The bankers' "thoughtlessness", Mr Vallianatos, was in the lending.

They totally ignored the fact that they were loaning other people's money to a country so infected with sloth, so indolent, yet at the same time utterly profligate. They epitomised the observation made years ago by Euromoney's Christopher Fildes about the banks themselves, but which applies equally to governments to which those banks lend:

"Giving capital to a bank is like giving a gallon of beer to a drunk: you know what will come of it, but you can't know which wall he will choose"

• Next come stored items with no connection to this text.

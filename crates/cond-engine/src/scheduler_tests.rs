// SPDX-License-Identifier: MIT
// Copyright (c) 2026 Conductor Contributors

use std::sync::Arc;

use cond_core::{AssignmentStatus, ChatRole, FakeClock, Harness};
use cond_store::Store;

use crate::groups::NewJob;
use crate::Engine;

const PW: &str = "s3cret";

fn engine_with_namespace() -> (Engine, cond_core::NamespaceId) {
    let engine = Engine::new(Store::new(Arc::new(FakeClock::new())), Some(PW.to_string()));
    let ns_id = engine.create_namespace(PW, "acme", None).unwrap();
    (engine, ns_id)
}

fn job(job_type: &str, harness: Harness) -> NewJob {
    NewJob::new(job_type, harness, None)
}

#[test]
fn empty_namespace_has_no_ready_jobs() {
    let (engine, ns_id) = engine_with_namespace();
    assert!(engine.get_ready_jobs(PW, ns_id).unwrap().is_empty());
}

#[test]
fn single_job_happy_path() {
    let (engine, ns_id) = engine_with_namespace();
    let assignment_id = engine.create_assignment(PW, ns_id, "x", false, None).unwrap();
    engine.create_group(PW, assignment_id, vec![job("impl", Harness::Claude)]).unwrap();

    let ready = engine.get_ready_jobs(PW, ns_id).unwrap();
    assert_eq!(ready.len(), 1);
    assert!(ready[0].accumulated_results.is_empty());

    engine.start_job(PW, ready[0].job.id, None).unwrap();
    assert!(engine.get_ready_jobs(PW, ns_id).unwrap().is_empty(), "running group blocks further dispatch");

    engine.complete_job(PW, ready[0].job.id, Some("ok".into()), None).unwrap();
    assert!(engine.get_ready_jobs(PW, ns_id).unwrap().is_empty(), "chain is exhausted");

    let assignment = engine.get_assignment(PW, assignment_id).unwrap();
    assert_eq!(assignment.status, AssignmentStatus::Active);

    let groups = engine.get_group_chain(PW, assignment_id).unwrap();
    assert_eq!(groups[0].aggregated_result.as_deref(), Some("## impl\nok"));
}

#[test]
fn parallel_fanout_all_ready_together_and_labeled_abc() {
    let (engine, ns_id) = engine_with_namespace();
    let assignment_id = engine.create_assignment(PW, ns_id, "x", true, None).unwrap();
    engine
        .create_group(
            PW,
            assignment_id,
            vec![job("review", Harness::Claude), job("review", Harness::Codex), job("review", Harness::Gemini)],
        )
        .unwrap();

    let ready = engine.get_ready_jobs(PW, ns_id).unwrap();
    assert_eq!(ready.len(), 3, "all jobs in one group are ready simultaneously");

    let ids: Vec<_> = ready.iter().map(|r| r.job.id).collect();
    // Complete out of order; results still land in natural iteration order.
    engine.start_job(PW, ids[0], None).unwrap();
    engine.start_job(PW, ids[1], None).unwrap();
    engine.start_job(PW, ids[2], None).unwrap();
    engine.complete_job(PW, ids[2], Some("c".into()), None).unwrap();
    engine.complete_job(PW, ids[0], Some("a".into()), None).unwrap();
    engine.complete_job(PW, ids[1], Some("b".into()), None).unwrap();

    let groups = engine.get_group_chain(PW, assignment_id).unwrap();
    assert_eq!(groups[0].status, cond_core::GroupStatus::Complete);
    assert_eq!(groups[0].aggregated_result.as_deref(), Some("## review A\na\n\n---\n\n## review B\nb\n\n---\n\n## review C\nc"));
}

#[test]
fn mixed_success_and_failure_group_completes_if_any_succeeded() {
    let (engine, ns_id) = engine_with_namespace();
    let assignment_id = engine.create_assignment(PW, ns_id, "x", true, None).unwrap();
    let created =
        engine.create_group(PW, assignment_id, vec![job("review", Harness::Claude), job("review", Harness::Codex)]).unwrap();

    engine.start_job(PW, created.job_ids[0], None).unwrap();
    engine.start_job(PW, created.job_ids[1], None).unwrap();
    engine.fail_job(PW, created.job_ids[0], Some("boom".into()), None).unwrap();
    engine.complete_job(PW, created.job_ids[1], Some("ok".into()), None).unwrap();

    let groups = engine.get_group_chain(PW, assignment_id).unwrap();
    assert_eq!(groups[0].status, cond_core::GroupStatus::Complete);
}

#[test]
fn all_failed_group_fails() {
    let (engine, ns_id) = engine_with_namespace();
    let assignment_id = engine.create_assignment(PW, ns_id, "x", true, None).unwrap();
    let created =
        engine.create_group(PW, assignment_id, vec![job("review", Harness::Claude), job("review", Harness::Codex)]).unwrap();

    engine.start_job(PW, created.job_ids[0], None).unwrap();
    engine.start_job(PW, created.job_ids[1], None).unwrap();
    engine.fail_job(PW, created.job_ids[0], Some("boom1".into()), None).unwrap();
    engine.fail_job(PW, created.job_ids[1], Some("boom2".into()), None).unwrap();

    let groups = engine.get_group_chain(PW, assignment_id).unwrap();
    assert_eq!(groups[0].status, cond_core::GroupStatus::Failed);
}

/// Scenario 4 (spec.md §8): among pending sequential assignments, only the
/// lowest `(priority, created_at)` one contributes ready jobs (P9).
#[test]
fn sequential_gate_picks_lowest_priority_pending() {
    let (engine, ns_id) = engine_with_namespace();
    let a1 = engine.create_assignment(PW, ns_id, "a1", false, Some(5)).unwrap();
    let a2 = engine.create_assignment(PW, ns_id, "a2", false, Some(1)).unwrap();
    engine.create_group(PW, a1, vec![job("impl", Harness::Claude)]).unwrap();
    let a2_job_id = engine.create_group(PW, a2, vec![job("impl", Harness::Claude)]).unwrap().job_ids[0];

    let ready = engine.get_ready_jobs(PW, ns_id).unwrap();
    assert_eq!(ready.len(), 1);
    assert_eq!(ready[0].assignment.id, a2, "lower priority number wins");
    assert_eq!(ready[0].job.id, a2_job_id);

    engine.start_job(PW, a2_job_id, None).unwrap();
    assert_eq!(engine.get_assignment(PW, a2).unwrap().status, AssignmentStatus::Active);

    // A2 is now active but its sole group is running: no ready jobs at all.
    assert!(engine.get_ready_jobs(PW, ns_id).unwrap().is_empty());

    engine.complete_job(PW, a2_job_id, Some("ok".into()), None).unwrap();

    // Completing a2's only job finishes its chain; a1 becomes the candidate.
    let ready = engine.get_ready_jobs(PW, ns_id).unwrap();
    assert_eq!(ready.len(), 1);
    assert_eq!(ready[0].assignment.id, a1);
}

#[test]
fn independent_assignments_never_compete_for_the_sequential_slot() {
    let (engine, ns_id) = engine_with_namespace();
    let sequential = engine.create_assignment(PW, ns_id, "seq", false, Some(1)).unwrap();
    let independent_a = engine.create_assignment(PW, ns_id, "ind-a", true, None).unwrap();
    let independent_b = engine.create_assignment(PW, ns_id, "ind-b", true, None).unwrap();
    engine.create_group(PW, sequential, vec![job("impl", Harness::Claude)]).unwrap();
    engine.create_group(PW, independent_a, vec![job("impl", Harness::Claude)]).unwrap();
    engine.create_group(PW, independent_b, vec![job("impl", Harness::Claude)]).unwrap();

    let ready = engine.get_ready_jobs(PW, ns_id).unwrap();
    assert_eq!(ready.len(), 3, "one sequential winner plus both independents");
}

#[test]
fn blocked_and_complete_assignments_never_surface_ready_jobs() {
    let (engine, ns_id) = engine_with_namespace();
    let assignment_id = engine.create_assignment(PW, ns_id, "x", true, None).unwrap();
    engine.create_group(PW, assignment_id, vec![job("impl", Harness::Claude)]).unwrap();
    engine.block_assignment(PW, assignment_id, "waiting on human").unwrap();
    assert!(engine.get_ready_jobs(PW, ns_id).unwrap().is_empty());

    engine.complete_assignment(PW, assignment_id).unwrap();
    assert!(engine.get_ready_jobs(PW, ns_id).unwrap().is_empty());
}

/// Scenario 5 (spec.md §8): a `pm` group resets `accumulatedResults` and
/// `groupIndex` but — per the literal §4.6.2 algorithm ("do not update
/// lastNonPmGroupResults") — leaves `previousNonPmGroupResults` and
/// `r1GroupResults` exactly as they were. See DESIGN.md for why this
/// implementation follows the algorithm text over §8's looser "reset both"
/// paraphrase.
#[test]
fn pm_group_resets_accumulated_results_but_not_the_other_two_snapshots() {
    let (engine, ns_id) = engine_with_namespace();
    let assignment_id = engine.create_assignment(PW, ns_id, "x", true, None).unwrap();

    let g1 = engine.create_group(PW, assignment_id, vec![job("impl", Harness::Claude)]).unwrap();
    run_single(&engine, g1.job_ids[0], "g1-result");

    let g2 = engine
        .insert_group_after(
            PW,
            g1.group_id,
            vec![job("review", Harness::Claude), job("review", Harness::Codex), job("review", Harness::Gemini)],
        )
        .unwrap();

    // Before G2 finishes, the ready review jobs see G1 as their immediate
    // predecessor and an empty r1 (no review group has been entered yet).
    let ready = engine.get_ready_jobs(PW, ns_id).unwrap();
    assert_eq!(ready.len(), 3);
    assert_eq!(ready[0].previous_non_pm_group_results.len(), 1);
    assert_eq!(ready[0].previous_non_pm_group_results[0].result.as_deref(), Some("g1-result"));
    assert!(ready[0].r1_group_results.is_empty());

    run_all(&engine, &[g2.job_ids[0], g2.job_ids[1], g2.job_ids[2]], &["a", "b", "c"]);

    let g3 = engine.insert_group_after(PW, g2.group_id, vec![job("pm", Harness::Claude)]).unwrap();

    // The pm job's own dispatch: accumulated now holds G1 + G2's three
    // results; r1 was snapshotted to G1 at entry to the review group.
    let ready = engine.get_ready_jobs(PW, ns_id).unwrap();
    assert_eq!(ready.len(), 1);
    assert_eq!(ready[0].accumulated_results.len(), 4);
    assert_eq!(ready[0].r1_group_results.len(), 1);
    assert_eq!(ready[0].r1_group_results[0].result.as_deref(), Some("g1-result"));
    let r1_before_pm = ready[0].r1_group_results.clone();

    run_single(&engine, g3.job_ids[0], "pm-result");

    let g4 = engine.insert_group_after(PW, g3.group_id, vec![job("impl", Harness::Claude)]).unwrap();

    let ready = engine.get_ready_jobs(PW, ns_id).unwrap();
    assert_eq!(ready.len(), 1);
    assert!(ready[0].accumulated_results.is_empty(), "pm resets accumulated_results");
    assert_eq!(
        ready[0].previous_non_pm_group_results.len(),
        3,
        "lastNonPmGroupResults is left untouched by the pm group, so it still names G2"
    );
    assert_eq!(ready[0].r1_group_results, r1_before_pm, "pm does not touch r1GroupResults either");

    run_single(&engine, g4.job_ids[0], "g4-result");

    // A fresh review group after G4: the new ready job's accumulated set
    // now contains just G4 (accumulated was cleared at the pm), and r1 is
    // still untouched (the snapshot only updates when a review group
    // itself is stepped over as terminal, which hasn't happened yet).
    let g5 = engine.insert_group_after(PW, g4.group_id, vec![job("review", Harness::Claude)]).unwrap();
    let ready = engine.get_ready_jobs(PW, ns_id).unwrap();
    assert_eq!(ready.len(), 1);
    assert_eq!(ready[0].accumulated_results.len(), 1);
    assert_eq!(ready[0].accumulated_results[0].result.as_deref(), Some("g4-result"));
    assert_eq!(ready[0].r1_group_results, r1_before_pm);
    let _ = g5;
}

fn run_single(engine: &Engine, job_id: cond_core::JobId, result: &str) {
    engine.start_job(PW, job_id, None).unwrap();
    engine.complete_job(PW, job_id, Some(result.to_string()), None).unwrap();
}

fn run_all(engine: &Engine, job_ids: &[cond_core::JobId], results: &[&str]) {
    for id in job_ids {
        engine.start_job(PW, *id, None).unwrap();
    }
    for (id, result) in job_ids.iter().zip(results) {
        engine.complete_job(PW, *id, Some(result.to_string()), None).unwrap();
    }
}

/// Scenario 6 (spec.md §8): chat-job scheduling is wholly independent of
/// assignment status (P8).
#[test]
fn chat_jobs_are_ready_regardless_of_a_running_sequential_assignment() {
    let (engine, ns_id) = engine_with_namespace();
    let assignment_id = engine.create_assignment(PW, ns_id, "seq", false, None).unwrap();
    let created = engine.create_group(PW, assignment_id, vec![job("impl", Harness::Claude)]).unwrap();
    engine.start_job(PW, created.job_ids[0], None).unwrap();
    assert_eq!(engine.get_assignment(PW, assignment_id).unwrap().status, AssignmentStatus::Active);

    let thread_id = engine.create_chat_thread(PW, ns_id, "t").unwrap();
    engine.add_chat_message(PW, thread_id, ChatRole::User, "hi", None).unwrap();
    let chat_job_id = engine.trigger_chat_job(PW, thread_id, None, false).unwrap();

    let ready_chat = engine.get_ready_chat_jobs(PW, ns_id).unwrap();
    assert_eq!(ready_chat.len(), 1);
    assert_eq!(ready_chat[0].id, chat_job_id);

    engine.start_chat_job(PW, chat_job_id, None).unwrap();
    engine.complete_chat_job(PW, chat_job_id, Some("done".into()), None).unwrap();

    // Completing the chat-job left the assignment's status untouched.
    assert_eq!(engine.get_assignment(PW, assignment_id).unwrap().status, AssignmentStatus::Active);
}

No mention either, by Mr Vallianatos, on the venality of the government that authorized such borrowing in the first place. What we do get is a massive dose of self-pity for the demise of a great civilization, consumed by greed and sloth.

Not to mention that he gets carried away with his own rhetoric, into the realms of fantasy:

"Like Dark-Age barons, international bankers and members of the industrial-military-academic complex have embraced death in nuclear bombs, genetic engineering, nuclear power plants, industrialized agriculture, perpetual war, and fuelling higher temperature for the planet."

This "parallel" is beyond parody. Name one "Dark-Age baron" that was in a position to bring any of the above to bear, even metaphorically. There was no equivalent to international banking, let alone genetic engineering or nuclear power plants.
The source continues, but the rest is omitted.